Network-based drug design holds great promise in clinical research as a way to overcome the limitations of traditional approaches in the development of drugs with high efficacy and low toxicity. This novel strategy aims to study how a biochemical network as a whole, rather than its individual components, responds to specific perturbations in different physiological conditions. Proteins exerting little control over normal cells and larger control over altered cells may be considered as good candidates for drug targets. The application of network-based drug design would greatly benefit from using an explicit computational model describing the dynamics of the system under investigation. However, creating a fully characterized kinetic model is not an easy task, even for relatively small networks, as it is still significantly hampered by the lack of data about kinetic mechanisms and parameters values. Here, we propose a Monte Carlo approach to identify the differences between flux control profiles of a metabolic network in different physiological states, when information about the kinetics of the system is partially or totally missing. Based on experimentally accessible information on metabolic phenotypes, we develop a novel method to determine probabilistic differences in the flux control coefficients between the two observable phenotypes. Knowledge of how differences in flux control are distributed among the different enzymatic steps is exploited to identify points of fragility in one of the phenotypes. Using a prototypical cancerous phenotype as an example, we demonstrate how our approach can assist researchers in developing compounds with high efficacy and low toxicity.

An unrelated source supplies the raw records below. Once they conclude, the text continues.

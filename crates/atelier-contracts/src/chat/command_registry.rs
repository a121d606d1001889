#[derive(Clone, Copy, Debug, PartialEq, Eq)]
pub(crate) enum CommandKind {
    Help,
    Reset,
    ShowPrompt,
    Quit,
    Sketch,
    Inpaint,
}

#[derive(Clone, Copy, Debug)]
pub(crate) struct CommandSpec {
    pub command: &'static str,
    pub kind: CommandKind,
}

pub(crate) const NO_ARG_COMMANDS: &[CommandSpec] = &[
    CommandSpec {
        command: "help",
        kind: CommandKind::Help,
    },
    CommandSpec {
        command: "reset",
        kind: CommandKind::Reset,
    },
    CommandSpec {
        command: "clear",
        kind: CommandKind::Reset,
    },
    CommandSpec {
        command: "prompt",
        kind: CommandKind::ShowPrompt,
    },
    CommandSpec {
        command: "quit",
        kind: CommandKind::Quit,
    },
    CommandSpec {
        command: "exit",
        kind: CommandKind::Quit,
    },
];

pub(crate) const MULTI_PATH_COMMANDS: &[CommandSpec] = &[
    CommandSpec {
        command: "sketch",
        kind: CommandKind::Sketch,
    },
    CommandSpec {
        command: "inpaint",
        kind: CommandKind::Inpaint,
    },
];

pub const CHAT_HELP_COMMANDS: &[&str] = &[
    "/help",
    "/reset",
    "/prompt",
    "/sketch <background> [layer...]",
    "/inpaint <background> <mask> [layer...]",
    "/quit",
];
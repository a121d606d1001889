use anyhow::{anyhow, bail, Context, Result};
use atelier_contracts::chat::ChatTurn;
use atelier_contracts::config::ChatConfig;
use reqwest::blocking::Client as HttpClient;
use serde_json::{json, Value};

use crate::http::response_json_or_error;

/// A chat-completion service: an ordered message list in, one free-text reply out.
pub trait ChatCompletion {
    fn complete(&self, messages: &[ChatTurn]) -> Result<String>;
}

/// OpenAI-compatible `chat/completions` client.
pub struct OpenAiChat {
    api_base: String,
    api_key: Option<String>,
    model: String,
    max_tokens: u32,
    http: HttpClient,
}

impl OpenAiChat {
    pub fn new(config: &ChatConfig) -> Result<Self> {
        let http = HttpClient::builder()
            .timeout(config.timeout)
            .build()
            .context("failed to build chat HTTP client")?;
        Ok(Self {
            api_base: config.api_base.clone(),
            api_key: config.api_key.clone(),
            model: config.model.clone(),
            max_tokens: config.max_tokens,
            http,
        })
    }

    pub fn model(&self) -> &str {
        &self.model
    }

    fn endpoint(&self) -> String {
        format!("{}/chat/completions", self.api_base)
    }
}

impl ChatCompletion for OpenAiChat {
    fn complete(&self, messages: &[ChatTurn]) -> Result<String> {
        let Some(api_key) = self.api_key.as_deref() else {
            bail!("OPENAI_API_KEY not set");
        };
        let endpoint = self.endpoint();
        let payload = json!({
            "model": self.model,
            "messages": messages,
            "max_tokens": self.max_tokens,
        });
        let response = self
            .http
            .post(&endpoint)
            .bearer_auth(api_key)
            .json(&payload)
            .send()
            .with_context(|| format!("chat request failed ({endpoint})"))?;
        let body = response_json_or_error("Chat", response)?;
        body.pointer("/choices/0/message/content")
            .and_then(Value::as_str)
            .map(|content| content.trim().to_string())
            .ok_or_else(|| anyhow!("chat response has no message content"))
    }
}
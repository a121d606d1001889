mod dryrun;
mod webui;

use anyhow::Result;
use atelier_contracts::jobs::GenerationJob;
use image::DynamicImage;

use crate::http::error_chain_text;

pub use dryrun::DryrunBackend;
pub use webui::{WebUiBackend, IMG2IMG_PATH};

/// Something that turns a generation job into an image.
pub trait GenerationBackend: Send + Sync {
    fn name(&self) -> &str;
    fn submit(&self, job: &GenerationJob) -> Result<DynamicImage>;
}

/// Submits jobs and collapses every backend failure into an absent image.
pub struct BackendClient {
    backend: Box<dyn GenerationBackend>,
}

impl BackendClient {
    pub fn new<B: GenerationBackend + 'static>(backend: B) -> Self {
        Self {
            backend: Box::new(backend),
        }
    }

    pub fn name(&self) -> &str {
        self.backend.name()
    }

    pub fn submit(&self, job: &GenerationJob) -> Option<DynamicImage> {
        let (width, height) = job.dimensions();
        tracing::info!(
            backend = self.backend.name(),
            mode = job.mode().as_str(),
            width,
            height,
            "submitting generation job"
        );
        match self.backend.submit(job) {
            Ok(image) => Some(image),
            Err(err) => {
                tracing::warn!(
                    backend = self.backend.name(),
                    mode = job.mode().as_str(),
                    error = %error_chain_text(&err, 1024),
                    "generation failed; no image produced"
                );
                None
            }
        }
    }
}
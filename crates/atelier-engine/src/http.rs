use anyhow::{bail, Context, Result};
use reqwest::blocking::Response as HttpResponse;
use serde_json::{Map, Value};

/// Parses a JSON body, turning non-success statuses into errors carrying a body excerpt.
pub(crate) fn response_json_or_error(service: &str, response: HttpResponse) -> Result<Value> {
    let status = response.status();
    let code = status.as_u16();
    let body = response
        .text()
        .with_context(|| format!("{service} response body read failed"))?;
    if !status.is_success() {
        bail!(
            "{service} request failed ({code}): {}",
            truncate_text(&body, 512)
        );
    }
    let parsed: Value = serde_json::from_str(&body)
        .with_context(|| format!("{service} returned invalid JSON payload"))?;
    Ok(parsed)
}

pub(crate) fn error_chain_text(err: &anyhow::Error, max_chars: usize) -> String {
    let mut parts: Vec<String> = Vec::new();
    for cause in err.chain() {
        let text = cause.to_string();
        let trimmed = text.trim();
        if trimmed.is_empty() {
            continue;
        }
        if parts.last().is_some_and(|existing| existing == trimmed) {
            continue;
        }
        parts.push(trimmed.to_string());
    }
    if parts.is_empty() {
        return truncate_text(&err.to_string(), max_chars);
    }
    truncate_text(&parts.join(" | caused by: "), max_chars)
}

pub(crate) fn truncate_text(value: &str, max_chars: usize) -> String {
    if value.chars().count() <= max_chars {
        return value.to_string();
    }
    value.chars().take(max_chars).collect::<String>() + "…"
}

pub(crate) fn map_object(value: Value) -> Map<String, Value> {
    value.as_object().cloned().unwrap_or_default()
}


#[cfg(test)]
mod tests {
    use super::{error_chain_text, truncate_text};

    #[test]
    fn error_chain_text_preserves_nested_contexts() {
        let err = anyhow::anyhow!("socket closed")
            .context("WebUI request failed (http://127.0.0.1:7860/sdapi/v1/img2img)")
            .context("sketch generation failed");
        let rendered = error_chain_text(&err, 400);
        assert!(rendered.contains("sketch generation failed"));
        assert!(rendered.contains("WebUI request failed"));
        assert!(rendered.contains("socket closed"));
    }

    #[test]
    fn truncate_text_marks_cut_values() {
        assert_eq!(truncate_text("short", 10), "short");
        assert_eq!(truncate_text("abcdef", 3), "abc…");
    }
}
use anyhow::Result;
use atelier_contracts::jobs::GenerationJob;
use image::{DynamicImage, Rgb, RgbImage};
use sha2::{Digest, Sha256};

use super::GenerationBackend;

/// Offline backend: a solid fill whose color is derived from the prompt and mode.
pub struct DryrunBackend;

impl GenerationBackend for DryrunBackend {
    fn name(&self) -> &str {
        "dryrun"
    }

    fn submit(&self, job: &GenerationJob) -> Result<DynamicImage> {
        let (width, height) = job.dimensions();
        let (r, g, b) = color_from_prompt(job.prompts().positive(), job.mode().as_str());
        Ok(DynamicImage::ImageRgb8(RgbImage::from_pixel(
            width,
            height,
            Rgb([r, g, b]),
        )))
    }
}

fn color_from_prompt(prompt: &str, mode: &str) -> (u8, u8, u8) {
    let mut hasher = Sha256::new();
    hasher.update(prompt.as_bytes());
    hasher.update(mode.as_bytes());
    let digest = hasher.finalize();
    (digest[0], digest[1], digest[2])
}
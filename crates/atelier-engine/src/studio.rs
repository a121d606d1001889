use anyhow::{Context, Result};
use atelier_contracts::events::EventWriter;
use atelier_contracts::jobs::{
    build_inpaint_job, build_sketch_job, GenerationJob, JobDefaults, JobMode,
};
use atelier_contracts::prompts::normalize;
use image::{DynamicImage, GenericImageView};
use serde_json::json;

use crate::backend::BackendClient;
use crate::canvas::Canvas;
use crate::codec::{encode_png_base64, resize_to_canonical};
use crate::edges::{extract_edges, EdgeThresholds};
use crate::http::{error_chain_text, map_object};
use crate::layers::{resolve_inpaint_layers, resolve_sketch_layers};

/// Outcome of one generation action. Both absent means nothing was produced.
#[derive(Debug, Clone, Default, PartialEq)]
pub struct GenerationResult {
    pub image: Option<DynamicImage>,
    /// Edge map the sketch job was conditioned on.
    pub debug: Option<DynamicImage>,
}

impl GenerationResult {
    pub fn absent() -> Self {
        Self::default()
    }

    pub fn is_empty(&self) -> bool {
        self.image.is_none()
    }
}

/// A sketch job ready to submit, plus the edge map it carries.
#[derive(Debug, Clone)]
pub struct PreparedSketch {
    pub job: GenerationJob,
    pub edge_map: DynamicImage,
}

/// Drives canvas input through layer resolution, edge extraction and encoding into the backend.
pub struct Studio {
    backend: BackendClient,
    defaults: JobDefaults,
    events: EventWriter,
}

impl Studio {
    pub fn new(backend: BackendClient, defaults: JobDefaults, events: EventWriter) -> Self {
        Self {
            backend,
            defaults,
            events,
        }
    }

    /// `Ok(None)` when the canvas carries nothing to draw from.
    pub fn prepare_sketch(
        &self,
        canvas: Option<&Canvas>,
        positive: &str,
        negative: &str,
    ) -> Result<Option<PreparedSketch>> {
        let Some(layers) = canvas.and_then(resolve_sketch_layers) else {
            return Ok(None);
        };
        let defaults = &self.defaults.sketch;
        let line_art = resize_to_canonical(&layers.line_art, defaults.width, defaults.height);
        let edge_map = DynamicImage::ImageLuma8(extract_edges(&line_art, EdgeThresholds::DEFAULT));
        let color_draft = resize_to_canonical(&layers.color_draft, defaults.width, defaults.height);

        let color_b64 = encode_png_base64(&color_draft).context("failed to encode color draft")?;
        let edges_b64 = encode_png_base64(&edge_map).context("failed to encode edge map")?;
        tracing::debug!(
            color_draft_bytes = color_b64.len(),
            edge_map_bytes = edges_b64.len(),
            "sketch assets encoded"
        );
        let job = build_sketch_job(color_b64, edges_b64, normalize(positive, negative), defaults);
        Ok(Some(PreparedSketch {
            job: GenerationJob::Sketch(job),
            edge_map,
        }))
    }

    /// `Ok(None)` when there is no canvas or no layer to take the mask from.
    pub fn prepare_inpaint(
        &self,
        canvas: Option<&Canvas>,
        positive: &str,
        negative: &str,
    ) -> Result<Option<GenerationJob>> {
        let Some(layers) = resolve_inpaint_layers(canvas) else {
            return Ok(None);
        };
        let defaults = &self.defaults.inpaint;
        let base = resize_to_canonical(&layers.base, defaults.width, defaults.height);
        let mask = resize_to_canonical(
            &DynamicImage::ImageLuma8(layers.mask),
            defaults.width,
            defaults.height,
        );

        let base_b64 = encode_png_base64(&base).context("failed to encode inpaint base")?;
        let mask_b64 = encode_png_base64(&mask).context("failed to encode inpaint mask")?;
        let job = build_inpaint_job(base_b64, mask_b64, normalize(positive, negative), defaults);
        Ok(Some(GenerationJob::Inpaint(job)))
    }

    /// Sketch-guided generation. The edge preview is only returned alongside a generated image.
    pub fn generate_sketch(
        &self,
        canvas: Option<&Canvas>,
        positive: &str,
        negative: &str,
    ) -> GenerationResult {
        let prepared = match self.prepare_sketch(canvas, positive, negative) {
            Ok(Some(prepared)) => prepared,
            Ok(None) => {
                self.skip(JobMode::Sketch, "canvas has no pixels");
                return GenerationResult::absent();
            }
            Err(err) => {
                self.fail_preparation(JobMode::Sketch, &err);
                return GenerationResult::absent();
            }
        };
        let image = self.run(&prepared.job);
        let debug = image.as_ref().map(|_| prepared.edge_map);
        GenerationResult { image, debug }
    }

    pub fn generate_inpaint(
        &self,
        canvas: Option<&Canvas>,
        positive: &str,
        negative: &str,
    ) -> GenerationResult {
        let job = match self.prepare_inpaint(canvas, positive, negative) {
            Ok(Some(job)) => job,
            Ok(None) => {
                self.skip(JobMode::Inpaint, "no mask layer");
                return GenerationResult::absent();
            }
            Err(err) => {
                self.fail_preparation(JobMode::Inpaint, &err);
                return GenerationResult::absent();
            }
        };
        GenerationResult {
            image: self.run(&job),
            debug: None,
        }
    }

    fn run(&self, job: &GenerationJob) -> Option<DynamicImage> {
        let mode = job.mode().as_str();
        let (width, height) = job.dimensions();
        self.events.record(
            "generation_started",
            map_object(json!({
                "mode": mode,
                "backend": self.backend.name(),
                "digest": job.digest(),
                "width": width,
                "height": height,
            })),
        );
        let image = self.backend.submit(job);
        let mut finished = json!({ "mode": mode, "ok": image.is_some() });
        if let Some(image) = image.as_ref() {
            let (out_width, out_height) = image.dimensions();
            finished["width"] = json!(out_width);
            finished["height"] = json!(out_height);
        }
        self.events.record("generation_finished", map_object(finished));
        image
    }

    fn skip(&self, mode: JobMode, reason: &str) {
        tracing::warn!(mode = mode.as_str(), reason, "generation skipped");
        self.events.record(
            "generation_skipped",
            map_object(json!({ "mode": mode.as_str(), "reason": reason })),
        );
    }

    fn fail_preparation(&self, mode: JobMode, err: &anyhow::Error) {
        tracing::warn!(
            mode = mode.as_str(),
            error = %error_chain_text(err, 1024),
            "failed to prepare generation job"
        );
        self.events.record(
            "generation_skipped",
            map_object(json!({ "mode": mode.as_str(), "reason": "preparation failed" })),
        );
    }
}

**Keywords:**metabolic control analysis, network-based drug design, Monte Carlo sampling

## 1. Introduction

The main challenge in drug discovery consists of developing drugs which are both effective and selective, hence non-toxic. In this respect, drug development approaches have often assumed that the enzyme chosen as target plays the role of ‘rate limiting step’ for the biological function of interest [1]. However, single and completely rate-limiting steps barely exist [2] and it is not easy to identify them if they do. Potent inhibitors of essential enzymes often do not show the expected effect at the cellular level [3–5]. The network of biochemical interactions in living cells buffers changes introduced in a single enzymatic step. Likewise, local changes may induce unforeseen adverse side-effects on the whole system [4]. This interconnectedness of biological function usually results in poor predictive power with respect to the requirement of high efficiency and low toxicity for a drug.

With the advent of systems biology, drug discovery has been shifting its focus from a single-molecule to a system-level perspective, and the concept of network-based drug design has been introduced [3–6]. Within this new paradigm, the aim is to study a biochemical network as a whole and identify points of fragility specifically characterizing an altered phenotype (as in a cancer cell) [7,8]. By targeting these points of fragility, a significant response in altered cells is induced. Differential network-based drug design then maximizes the difference in response of target cells versus normal cells [9]. A possible implementation of network-based drug design is based on metabolic control analysis (MCA), where the concept of fragility is expressed in terms of control coefficients [10]. *Differential* MCA, in particular, has been proposed as a tool to understand how the system responds to specific perturbations under different physiological conditions or in different host cells, hence providing a way to assess both the efficiency and the specificity of a compound designed to target specific enzymes [3,9,11].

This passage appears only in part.